§ WHAT THIS TASK INVOLVES: Go through the entries and copy each one exactly. Leave none out.

##############################

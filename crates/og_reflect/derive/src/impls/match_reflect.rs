use proc_macro::TokenStream;
use quote::quote;
use syn::DeriveInput;

use crate::derive_data::ReflectDerive;

/// Provided for `#[derive(Reflect)]`.
pub(crate) fn match_reflect_impls(ast: DeriveInput) -> TokenStream {
    // Parse type kind, attribute and fields infomation.
    let reflect_derive = match ReflectDerive::from_input(&ast) {
        Ok(val) => val,
        Err(err) => return err.into_compile_error().into(),
    };

    let reflect_impls: proc_macro2::TokenStream = match &reflect_derive {
        ReflectDerive::Struct(info) | ReflectDerive::UnitStruct(info) => {
            crate::impls::impl_struct(info)
        }
        ReflectDerive::TupleStruct(info) => crate::impls::impl_tuple_struct(info),
        ReflectDerive::Enum(info) => crate::impls::impl_enum(info),
        ReflectDerive::Opaque(meta) => crate::impls::impl_opaque(meta),
    };

    TokenStream::from(quote! {
        const _: () = {
            #reflect_impls
        };
    })
}
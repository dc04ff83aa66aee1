use std::io::{self, BufReader, Bytes, ErrorKind, Read};
use std::str::Chars;

use crate::error::Result;

/// A forward-only source of characters.
pub trait CharSource {
    /// Returns the next character, or `None` at the end of input.
    fn next_char(&mut self) -> Result<Option<char>>;
}

// -----------------------------------------------------------------------------
// StrSource

/// Characters of an in-memory string.
pub struct StrSource<'a> {
    chars: Chars<'a>,
}

impl<'a> StrSource<'a> {
    #[inline]
    pub fn new(text: &'a str) -> Self {
        Self {
            chars: text.chars(),
        }
    }
}

impl CharSource for StrSource<'_> {
    #[inline]
    fn next_char(&mut self) -> Result<Option<char>> {
        Ok(self.chars.next())
    }
}

// -----------------------------------------------------------------------------
// IoSource

/// Characters decoded incrementally from a byte stream holding UTF-8.
pub struct IoSource<R: Read> {
    bytes: Bytes<BufReader<R>>,
}

impl<R: Read> IoSource<R> {
    pub fn new(reader: R) -> Self {
        Self {
            bytes: BufReader::new(reader).bytes(),
        }
    }

    fn next_byte(&mut self) -> Result<Option<u8>> {
        Ok(self.bytes.next().transpose()?)
    }
}

fn invalid_utf8() -> io::Error {
    io::Error::new(ErrorKind::InvalidData, "stream did not contain valid UTF-8")
}

impl<R: Read> CharSource for IoSource<R> {
    fn next_char(&mut self) -> Result<Option<char>> {
        let Some(first) = self.next_byte()? else {
            return Ok(None);
        };

        let width = match first {
            0x00..=0x7F => return Ok(Some(char::from(first))),
            0xC0..=0xDF => 2,
            0xE0..=0xEF => 3,
            0xF0..=0xF7 => 4,
            _ => return Err(invalid_utf8().into()),
        };

        let mut buf = [first, 0, 0, 0];
        for slot in &mut buf[1..width] {
            *slot = self.next_byte()?.ok_or_else(invalid_utf8)?;
        }

        let text = core::str::from_utf8(&buf[..width]).map_err(|_| invalid_utf8())?;
        Ok(text.chars().next())
    }
}

// -----------------------------------------------------------------------------
// Tests

#[cfg(test)]
mod tests {
    use super::{CharSource, IoSource};

    #[test]
    fn decodes_multibyte_characters() {
        let text = "a\u{e9}\u{4e2d}\u{1f600}";
        let mut source = IoSource::new(text.as_bytes());
        let mut decoded = String::new();
        while let Some(c) = source.next_char().unwrap() {
            decoded.push(c);
        }
        assert_eq!(decoded, text);
    }

    #[test]
    fn rejects_truncated_sequence() {
        let mut source = IoSource::new(&[0xE4_u8, 0xB8][..]);
        assert!(source.next_char().is_err());
    }
}
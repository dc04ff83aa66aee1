use std::sync::Arc;

use crate::info::{CustomAttributes, Type, TypePath};
use crate::info::{impl_custom_attributes_fn, impl_type_fn, impl_with_custom_attributes};

// -----------------------------------------------------------------------------
// OpaqueInfo

/// A container for compile-time info of a type whose content is hidden.
#[derive(Clone, Debug)]
pub struct OpaqueInfo {
    ty: Type,
    custom_attributes: Option<Arc<CustomAttributes>>,
}

impl OpaqueInfo {
    impl_type_fn!(ty);
    impl_custom_attributes_fn!(custom_attributes);
    impl_with_custom_attributes!(custom_attributes);

    /// Create a new [`OpaqueInfo`].
    #[inline]
    pub fn new<T: TypePath + ?Sized>() -> Self {
        Self {
            ty: Type::of::<T>(),
            custom_attributes: None,
        }
    }
}

// -----------------------------------------------------------------------------
// AnyInfo

/// A container for compile-time info of a type that holds values of any shape.
///
/// [`Value`](crate::Value) and the dynamic containers have this info:
/// decoders pick the concrete shape from the input.
#[derive(Clone, Debug)]
pub struct AnyInfo {
    ty: Type,
}

impl AnyInfo {
    impl_type_fn!(ty);

    /// Create a new [`AnyInfo`].
    #[inline]
    pub fn new<T: TypePath>() -> Self {
        Self { ty: Type::of::<T>() }
    }
}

##############################

§ WORKED SOLUTION:
filename crates/og_reflect/derive/src/impls/match_reflect.rs
use proc_macro::TokenStream;
use quote::quote;
use syn::DeriveInput;

use crate::derive_data::ReflectDerive;

/// Provided for `#[derive(Reflect)]`.
pub(crate) fn match_reflect_impls(ast: DeriveInput) -> TokenStream {
    // Parse type kind, attribute and fields infomation.
    let reflect_derive = match ReflectDerive::from_input(&ast) {
        Ok(val) => val,
        Err(err) => return err.into_compile_error().into(),
    };

    let reflect_impls: proc_macro2::TokenStream = match &reflect_derive {
        ReflectDerive::Struct(info) | ReflectDerive::UnitStruct(info) => {
            crate::impls::impl_struct(info)
        }
        ReflectDerive::TupleStruct(info) => crate::impls::impl_tuple_struct(info),
        ReflectDerive::Enum(info) => crate::impls::impl_enum(info),
        ReflectDerive::Opaque(meta) => crate::impls::impl_opaque(meta),
    };

    TokenStream::from(quote! {
        const _: () = {
            #reflect_impls
        };
    })
}
repository dc04ff83aa66aee1
use std::io::{self, BufReader, Bytes, ErrorKind, Read};
use std::str::Chars;

use crate::error::Result;

/// A forward-only source of characters.
pub trait CharSource {
    /// Returns the next character, or `None` at the end of input.
    fn next_char(&mut self) -> Result<Option<char>>;
}

// -----------------------------------------------------------------------------
// StrSource

/// Characters of an in-memory string.
pub struct StrSource<'a> {
    chars: Chars<'a>,
}

impl<'a> StrSource<'a> {
    #[inline]
    pub fn new(text: &'a str) -> Self {
        Self {
            chars: text.chars(),
        }
    }
}

impl CharSource for StrSource<'_> {
    #[inline]
    fn next_char(&mut self) -> Result<Option<char>> {
        Ok(self.chars.next())
    }
}

// -----------------------------------------------------------------------------
// IoSource

/// Characters decoded incrementally from a byte stream holding UTF-8.
pub struct IoSource<R: Read> {
    bytes: Bytes<BufReader<R>>,
}

impl<R: Read> IoSource<R> {
    pub fn new(reader: R) -> Self {
        Self {
            bytes: BufReader::new(reader).bytes(),
        }
    }

    fn next_byte(&mut self) -> Result<Option<u8>> {
        Ok(self.bytes.next().transpose()?)
    }
}

fn invalid_utf8() -> io::Error {
    io::Error::new(ErrorKind::InvalidData, "stream did not contain valid UTF-8")
}

impl<R: Read> CharSource for IoSource<R> {
    fn next_char(&mut self) -> Result<Option<char>> {
        let Some(first) = self.next_byte()? else {
            return Ok(None);
        };

        let width = match first {
            0x00..=0x7F => return Ok(Some(char::from(first))),
            0xC0..=0xDF => 2,
            0xE0..=0xEF => 3,
            0xF0..=0xF7 => 4,
            _ => return Err(invalid_utf8().into()),
        };

        let mut buf = [first, 0, 0, 0];
        for slot in &mut buf[1..width] {
            *slot = self.next_byte()?.ok_or_else(invalid_utf8)?;
        }

        let text = core::str::from_utf8(&buf[..width]).map_err(|_| invalid_utf8())?;
        Ok(text.chars().next())
    }
}

// -----------------------------------------------------------------------------
// Tests

#[cfg(test)]
mod tests {
    use super::{CharSource, IoSource};

    #[test]
    fn decodes_multibyte_characters() {
        let text = "a\u{e9}\u{4e2d}\u{1f600}";
        let mut source = IoSource::new(text.as_bytes());
        let mut decoded = String::new();
        while let Some(c) = source.next_char().unwrap() {
            decoded.push(c);
        }
        assert_eq!(decoded, text);
    }

    #[test]
    fn rejects_truncated_sequence() {
        let mut source = IoSource::new(&[0xE4_u8, 0xB8][..]);
        assert!(source.next_char().is_err());
    }
}
repository dc04ff83aa66aee1
use std::sync::Arc;

use crate::info::{CustomAttributes, Type, TypePath};
use crate::info::{impl_custom_attributes_fn, impl_type_fn, impl_with_custom_attributes};

// -----------------------------------------------------------------------------
// OpaqueInfo

/// A container for compile-time info of a type whose content is hidden.
#[derive(Clone, Debug)]
pub struct OpaqueInfo {
    ty: Type,
    custom_attributes: Option<Arc<CustomAttributes>>,
}

impl OpaqueInfo {
    impl_type_fn!(ty);
    impl_custom_attributes_fn!(custom_attributes);
    impl_with_custom_attributes!(custom_attributes);

    /// Create a new [`OpaqueInfo`].
    #[inline]
    pub fn new<T: TypePath + ?Sized>() -> Self {
        Self {
            ty: Type::of::<T>(),
            custom_attributes: None,
        }
    }
}

// -----------------------------------------------------------------------------
// AnyInfo

/// A container for compile-time info of a type that holds values of any shape.
///
/// [`Value`](crate::Value) and the dynamic containers have this info:
/// decoders pick the concrete shape from the input.
#[derive(Clone, Debug)]
pub struct AnyInfo {
    ty: Type,
}

impl AnyInfo {
    impl_type_fn!(ty);

    /// Create a new [`AnyInfo`].
    #[inline]
    pub fn new<T: TypePath>() -> Self {
        Self { ty: Type::of::<T>() }
    }
}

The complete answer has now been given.